Repression, says Reuters. That’s the simple answer given by some of the pioneers of Russia’s Contemporary art market to the question why a recession-plagued West has a vibrant art market and a commodity-rich country like Russia cannot support its own. Russia’s political climate has caused 1.25m persons to emigrate. Many of those are the wealthiest and continue to collect art but in London and they buy Western, not Russian, artists’ work:
“These collectors who left en masse, they are people who saw that not only is there a suffocating situation but that it will continue for a minimum of six years,” gallery owner Marat Gelman said, referring to Putin’s return to the Kremlin for a third term. “They are not seeing their future in Russia.”
Gelman was at the forefront of a movement to pioneer Moscow’s first contemporary galleries in the 1990s, setting up his Gelman gallery alongside the Aidan and XL galleries to cater to the rich and famous seeking trophies of their wealth.
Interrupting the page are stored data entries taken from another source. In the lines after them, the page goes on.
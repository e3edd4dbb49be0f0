//! Staff administration and login.

use std::sync::Arc;

use fitdesk_core::{Actor, NewStaff, Staff, StaffId, StaffRole, StaffUpdate};
use fitdesk_store::FlatFileStore;

use crate::access;
use crate::error::{Result, ServiceError};
use crate::input;
use crate::password;

/// Service for staff accounts.
#[derive(Clone)]
pub struct StaffService {
    staff: Arc<FlatFileStore<Staff>>,
}

impl StaffService {
    pub(crate) fn new(staff: Arc<FlatFileStore<Staff>>) -> Self {
        Self { staff }
    }

    /// List every staff account. Restricted to administrators.
    ///
    /// # Errors
    ///
    /// Returns [`ServiceError::AdminRequired`] for non-admin callers, or a
    /// storage error.
    pub fn list(&self, actor: &Actor) -> Result<Vec<Staff>> {
        access::require_admin(actor)?;
        Ok(self.staff.find_all()?)
    }

    /// Look up a staff account by identifier.
    ///
    /// # Errors
    ///
    /// Returns a storage error if the staff file cannot be read.
    pub fn staff_by_id(&self, id: &StaffId) -> Result<Option<Staff>> {
        Ok(self.staff.find_by_id(id.as_str())?)
    }

    /// Look up a staff account by email, trimmed and case-insensitive.
    ///
    /// # Errors
    ///
    /// Returns a storage error if the staff file cannot be read.
    pub fn staff_by_email(&self, email: &str) -> Result<Option<Staff>> {
        let email = email.trim();
        if email.is_empty() {
            return Ok(None);
        }
        Ok(self
            .staff
            .find_all()?
            .into_iter()
            .find(|staff| staff.email.eq_ignore_ascii_case(email)))
    }

    /// Register a new staff account. Restricted to administrators.
    ///
    /// The email must be unused among staff, the password must meet the
    /// minimum length and is hashed before storage, and the role name is
    /// normalized from any casing into the closed role set.
    ///
    /// # Errors
    ///
    /// Returns [`ServiceError::AdminRequired`] for non-admin callers, the
    /// violated validation rule, or a storage error.
    pub fn register(&self, actor: &Actor, new: NewStaff) -> Result<Staff> {
        access::require_admin(actor)?;

        let email = input::required_trimmed("email", &new.email)?;
        if self.staff_by_email(&email)?.is_some() {
            return Err(ServiceError::EmailTaken { email });
        }
        let raw_password = password::require_min_len(&new.password)?;
        let role: StaffRole = input::required_trimmed("role", &new.role)?.parse()?;

        let staff = Staff {
            id: None,
            name: new.name.trim().to_string(),
            email,
            password_hash: password::hash_password(raw_password)?,
            role,
        };
        Ok(self.staff.save(staff)?)
    }

    /// Update a staff account. Restricted to administrators.
    ///
    /// Absent or blank fields keep their stored values; in particular a
    /// blank password preserves the stored hash. A new email must stay
    /// unique excluding the account itself.
    ///
    /// # Errors
    ///
    /// Returns [`ServiceError::AdminRequired`] for non-admin callers,
    /// [`ServiceError::StaffNotFound`] if the identifier is unknown, the
    /// violated validation rule, or a storage error.
    pub fn update(&self, actor: &Actor, id: &StaffId, update: StaffUpdate) -> Result<Staff> {
        access::require_admin(actor)?;
        let mut staff = self
            .staff
            .find_by_id(id.as_str())?
            .ok_or_else(|| ServiceError::staff_not_found(id))?;

        if let Some(email) = input::nonblank(update.email) {
            if let Some(other) = self.staff_by_email(&email)? {
                if other.id.as_ref() != Some(id) {
                    return Err(ServiceError::EmailTaken { email });
                }
            }
            staff.email = email;
        }
        if let Some(name) = input::nonblank(update.name) {
            staff.name = name;
        }
        if let Some(role) = input::nonblank(update.role) {
            staff.role = role.parse()?;
        }
        if let Some(raw) = input::nonblank(update.password) {
            let raw = password::require_min_len(&raw)?;
            staff.password_hash = password::hash_password(raw)?;
        }

        Ok(self.staff.save(staff)?)
    }

    /// Delete a staff account. Restricted to administrators.
    ///
    /// The last remaining administrator can never be deleted. Returns
    /// whether an account was removed; an unknown identifier is not an
    /// error.
    ///
    /// # Errors
    ///
    /// Returns [`ServiceError::AdminRequired`] for non-admin callers,
    /// [`ServiceError::LastAdmin`] when the target is the only
    /// administrator, or a storage error.
    pub fn delete(&self, actor: &Actor, id: &StaffId) -> Result<bool> {
        access::require_admin(actor)?;
        let Some(target) = self.staff.find_by_id(id.as_str())? else {
            return Ok(false);
        };

        if target.is_admin() {
            let admins = self.staff.find_where(Staff::is_admin)?.len();
            if admins <= 1 {
                return Err(ServiceError::LastAdmin);
            }
        }

        Ok(self.staff.delete_by_id(id.as_str())?)
    }

    /// Authenticate a staff account by email and password.
    ///
    /// An unknown email and a wrong password are indistinguishable: both
    /// come back as `None`.
    ///
    /// # Errors
    ///
    /// Returns a storage error if the staff file cannot be read.
    pub fn login(&self, email: &str, raw_password: &str) -> Result<Option<Staff>> {
        let Some(staff) = self.staff_by_email(email)? else {
            return Ok(None);
        };
        if password::verify_password(raw_password, &staff.password_hash) {
            Ok(Some(staff))
        } else {
            Ok(None)
        }
    }
}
But those trailblazers now say their regulars have largely left Russia, leaving their luxury market in the hands of rich bureaucrats, who neither want to draw attention to their wealth or spend on art that is often critical of the Kremlin.
“When the richest people are bureaucrats – deputy ministers, the children of governors, the wives of mayors – then these people are ashamed of their wealth,” Gelman said. “They would rather buy some expensive yacht far from everyone.”